Exercise material ::
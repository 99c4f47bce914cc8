//! Text rendering of a maze

use std::fmt;

use itertools::Itertools;

use crate::{Cell, Point};

/// Frozen copy of the maze cells
///
/// Displays as a text grid: `+---` / `+   ` top border segments, then one
/// line of cell segments with the left wall (`|`) and a marker: `S` start,
/// `G` goal, `*` on the solution path.
#[derive(Debug, Clone, PartialEq, Eq)]
pub struct Snapshot {
    cells: Vec<Vec<Cell>>,
}

impl Snapshot {
    pub(crate) fn new(cells: Vec<Vec<Cell>>) -> Self {
        Self { cells }
    }

    pub fn rows(&self) -> usize {
        self.cells.len()
    }

    pub fn columns(&self) -> usize {
        self.cells.first().map_or(0, Vec::len)
    }

    pub fn cell(&self, point: Point) -> Option<&Cell> {
        self.cells.get(point.row)?.get(point.column)
    }

    /// Cells row by row
    pub fn iter_rows(&self) -> impl Iterator<Item = &[Cell]> {
        self.cells.iter().map(Vec::as_slice)
    }
}

fn top_segment(cell: &Cell) -> &'static str {
    if cell.top_wall() {
        "+---"
    } else {
        "+   "
    }
}

fn body_segment(cell: &Cell) -> String {
    let wall = if cell.left_wall() { '|' } else { ' ' };
    let marker = if cell.is_start() {
        'S'
    } else if cell.is_goal() {
        'G'
    } else if cell.is_on_path() {
        '*'
    } else {
        ' '
    };
    format!("{wall} {marker} ")
}

impl fmt::Display for Snapshot {
    fn fmt(&self, f: &mut fmt::Formatter<'_>) -> fmt::Result {
        for row in self.iter_rows() {
            writeln!(f, "{}+", row.iter().map(top_segment).join(""))?;
            writeln!(f, "{}|", row.iter().map(body_segment).join(""))?;
        }
        writeln!(f, "{}+", "+---".repeat(self.columns()))
    }
}

#[cfg(test)]
mod tests {
    use rand::rngs::mock::StepRng;

    use crate::{Maze, Point};

    #[test]
    fn render_fresh_grid() {
        let maze = Maze::new(2, 2, Some(0)).unwrap();
        let expected = "\
+---+---+
|   |   |
+---+---+
|   |   |
+---+---+
";
        assert_eq!(maze.snapshot().to_string(), expected);
    }

    #[test]
    fn render_solved_maze() {
        let mut maze = Maze::with_rng(3, 3, StepRng::new(0, 0)).unwrap();
        maze.carve();
        let carved = "\
+---+---+---+
|   |       |
+   +   +---+
|   |       |
+   +---+   +
|           |
+---+---+---+
";
        assert_eq!(maze.snapshot().to_string(), carved);

        maze.set_goal(Point::new(0, 0), Point::new(2, 2)).unwrap();
        maze.solve().unwrap();
        let solved = "\
+---+---+---+
| S |       |
+   +   +---+
| * |       |
+   +---+   +
| *   *   G |
+---+---+---+
";
        assert_eq!(maze.snapshot().to_string(), solved);
    }

    #[test]
    fn markers_without_left_wall() {
        let mut maze = Maze::with_rng(3, 3, StepRng::new(0, 0)).unwrap();
        maze.carve();
        maze.set_goal(Point::new(0, 2), Point::new(2, 1)).unwrap();
        maze.solve().unwrap();
        let rendered = maze.snapshot().to_string();
        let lines: Vec<&str> = rendered.lines().collect();
        assert_eq!(lines[1], "|   | *   S |");
        assert_eq!(lines[5], "|     G   * |");
    }

    #[test]
    fn snapshot_accessors() {
        let maze = Maze::new(3, 5, Some(0)).unwrap();
        let snapshot = maze.snapshot();
        assert_eq!(snapshot.rows(), 3);
        assert_eq!(snapshot.columns(), 5);
        assert_eq!(snapshot.iter_rows().count(), 3);
        assert!(snapshot.cell(Point::new(2, 4)).is_some());
        assert!(snapshot.cell(Point::new(3, 0)).is_none());
    }
}
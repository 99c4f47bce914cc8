//! Carve a perfect maze and find the way through it
//!
//! A perfect maze has exactly one simple path between any two cells. The
//! grid starts fully walled; [Maze::carve] removes walls with a randomized
//! depth-first walk, [Maze::set_goal] or [Maze::set_random_goal] choose the
//! endpoints and [Maze::solve] marks the path between them.
//!
//! # Examples
//! ## Seeded maze with fixed endpoints
//! ```
//! use perfect_maze::{Maze, Point};
//!
//! let mut maze = Maze::new(5, 8, Some(2024)).unwrap();
//! maze.carve();
//! maze.set_goal(Point::new(0, 0), Point::new(4, 7)).unwrap();
//! let path = maze.solve().unwrap();
//! assert_eq!(path[0], Point::new(0, 0));
//! assert_eq!(path[path.len() - 1], Point::new(4, 7));
//! print!("{}", maze.snapshot());
//! ```
//!
//! ## Random endpoints
//! ```
//! use perfect_maze::Maze;
//!
//! let mut maze = Maze::new(10, 10, None).unwrap();
//! maze.carve();
//! let (start, goal) = maze.set_random_goal().unwrap();
//! assert_ne!(start, goal);
//! maze.solve().unwrap();
//! ```

mod cell;
mod direction;
mod error;
mod maze;
pub mod render;

pub use cell::{Cell, ParsePointError, Point};
pub use direction::Direction;
pub use error::{MazeError, MazeResult};
pub use maze::Maze;
pub use render::Snapshot;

What to produce :: Exactly how many lines in the listing above contain the string "else"? Give the number without comment.

Finished exercise :: 5